Las ventas online en EE.UU. durante la temporada de fiestas 2025-2026 superaron las expectativas del mercado, con un récord de 257,800 millones de dólares, un aumento de 6.8% con respecto al año pasado, según reportó Forbes. Pero lo verdaderamente revelador no está en el volumen, sino en cómo se generaron esas ventas. La respuesta puede estar en cómo los creadores de contenido influyen en nuestra forma de comprar. Las ventas ya no dependen solo de tecnología y descuentos agresivos, sino de la confianza de los consumidores en los prescriptores o influencers.
La llamada “economía de creadores” global, valorada en aproximadamente 205 mil millones de dólares en 2024, ha transformado radicalmente el embudo de conversión tradicional. Ya no estamos ante consumidores que ven un anuncio, investigan y compran.
Ahora vemos audiencias que confían en esos prescriptores antes de que el producto aparezca en pantalla.
Una de las plataformas estrella en el comercio social, YouTube, afirma que las recomendaciones de creadores generan un 98% más de confianza que en cualquier otra plataforma y que los Creator Ads en Shorts elevan la intención de compra 2.9 veces frente a formatos competidores.
El 59% de la Gen Z (jóvenes de entre 14 y 24 años que utilizan internet) reconoce abiertamente que su sentido del estilo personal ha sido moldeado por contenido online. No por sus amigos o sus padres, tampoco por escaparates de tiendas, sino por influencers que probablemente nunca conocerán en persona, pero de quienes se fían cuando necesitan una recomendación de compra.
Y esos influencers son los que empujan el explosivo crecimiento de TikTok Shop y YouTube Shopping, donde la inspiración, la validación social y la transacción ocurren en el mismo scroll.
El minorista de comida y productos para animales Chewy montó la campaña navideña “Chewy Claus”, con la que no se limitó a contratar creadores con muchos seguidores; identificó a apasionados dueños de mascotas, cuyas audiencias ya vivían la relación con sus animales como ellos, para pedir a sus seguidores una carta con un deseo navideño para mascotas.
Por cada carta, Chewy donó cinco comidas a refugios de animales.
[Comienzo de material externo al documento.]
// ============================================================================
// MODELS - MODULE PRINCIPAL
// ============================================================================
//
// Description:
//   Point d'entrée pour tous les modèles de données.
//
// Liste des modules:
//   - health : Health check API
//   - trade : Journal des trades (actions + options, append-only)
//   - dto : Data Transfer Objects pour les requêtes/réponses API
//
// Points d'attention:
//   - La table trades utilise SeaORM (pas de SQL brut)
//   - Les positions ne sont PAS stockées: elles sont recalculées à chaque
//     lecture en rejouant le journal complet (voir services::engine)
//
// ============================================================================

pub mod health;
pub mod trade;
pub mod dto;
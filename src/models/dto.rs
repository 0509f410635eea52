//pour les requêtes et réponses structurées
use chrono::NaiveDate;
use rust_decimal::Decimal;
use serde::{Deserialize, Serialize};
use validator::Validate;

// DTO pour saisir un trade
#[derive(Debug, Deserialize, Validate)]
pub struct CreateTradeRequest {
    pub date: NaiveDate,                 // Format: "2025-12-20"
    #[validate(length(min = 1, max = 8))]
    pub ticker: String,
    pub trade_type: String,              // 'BUY_STOCK', 'SELL_STOCK', 'SELL_PUT', ...
    #[validate(range(min = 1))]
    pub quantity: i32,
    pub price: Decimal,
    pub option_type: Option<String>,     // Optionnel, NULL pour les trades actions
    pub strike: Option<Decimal>,
    pub expiration: Option<NaiveDate>,
}

// DTO pour un trade dans la réponse
#[derive(Debug, Serialize)]
pub struct TradeResponse {
    pub id: i32,
    pub date: NaiveDate,
    pub ticker: String,
    pub trade_type: String,
    pub quantity: i32,
    pub price: f64,
    pub option_type: Option<String>,
    pub strike: Option<f64>,
    pub expiration: Option<NaiveDate>,
    pub fx_rate: f64,
}

// DTO pour une position dans le résumé
// Les champs AUD sont None quand le service de change est indisponible;
// unrealized est None quand le dernier cours n'a pas pu être récupéré.
#[derive(Debug, Serialize)]
pub struct PositionResponse {
    pub ticker: String,
    pub shares: i64,
    pub cost_basis_usd: Option<f64>,     // None si position fermée
    pub cost_basis_aud: Option<f64>,
    pub unrealized_usd: Option<f64>,     // None si fermée ou cours indisponible
    pub unrealized_aud: Option<f64>,
    pub realized_usd: Option<f64>,       // None si position ouverte
    pub realized_aud: Option<f64>,
    pub price_unavailable: bool,         // true = cours actuel introuvable
}

#[derive(Debug, Serialize)]
pub struct PortfolioSummaryResponse {
    pub fx_rate: Option<f64>,            // taux spot USD->AUD, None si service down
    pub positions: Vec<PositionResponse>,
}

// Un jour où un ticker ouvert n'avait pas de cours de clôture:
// la valeur du jour sous-estime le portefeuille, on le signale.
#[derive(Debug, Serialize)]
pub struct PriceGapResponse {
    pub date: NaiveDate,
    pub ticker: String,
}

// Séries alignées pour le graphique de performance.
// Le frontend dessine, le backend ne produit que les points.
#[derive(Debug, Serialize)]
pub struct PerformanceResponse {
    pub dates: Vec<NaiveDate>,
    pub portfolio: Vec<f64>,
    pub benchmark: Vec<Option<f64>>,     // null les jours sans cours de l'indice
    pub missing_prices: Vec<PriceGapResponse>,
}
Mientras tanto, creadores especializados como Gone to the Snow Dogs y Doug the Pug destacaban en sus contenidos productos específicos que vende Chewy para impulsar sus ventas.
El resultado fue una campaña que no interrumpió el contenido habitual de estos influencers, sino que lo amplificó. Sus audiencias no vieron publicidad, sino a sus creadores favoritos haciendo exactamente lo que siempre hacen, pero colaborando con una marca que entendía sus intereses.
No se trata de discutir qué es mejor, si invertir en Shorts, Reels o TikToks. Ni qué tan rentable es un takeover. Si el influencer tiene que forzar el mensaje porque no conecta orgánicamente con su narrativa habitual, la audiencia lo detecta al momento. Y la confianza desaparece.
Las campañas que mejor funcionan no promocionan únicamente el producto, acompañan momentos reales del consumo.
En el caso de la campaña navideña de Chewy, la selección de los creadores con los que la marca se asoció no se guió por el reach, sino por la afinidad temática real con la marca. Estos influencers conocen a su audiencia mejor que cualquier brand manager y es evidente que tuvieron libertad creativa para que el producto aparezca en contextos de consumo real, no en situaciones forzadas.
Este 2026 veremos que plataformas como YouTube y TikTok seguirán compitiendo por mejorar sus funciones de compra, siempre con los influencers como socios para aumentar las ventas desde sus plataformas.
La pasada temporada de fiestas nos ha dejado claro que el consumidor quiere hacer sus compras de manera más fácil, mientras que, a su vez, los creadores siguen mejorando para encontrar nuevas formas de ganar dinero. Trabajar con los influencers que ya tienen ganada la confianza de sus seguidores es el primer paso.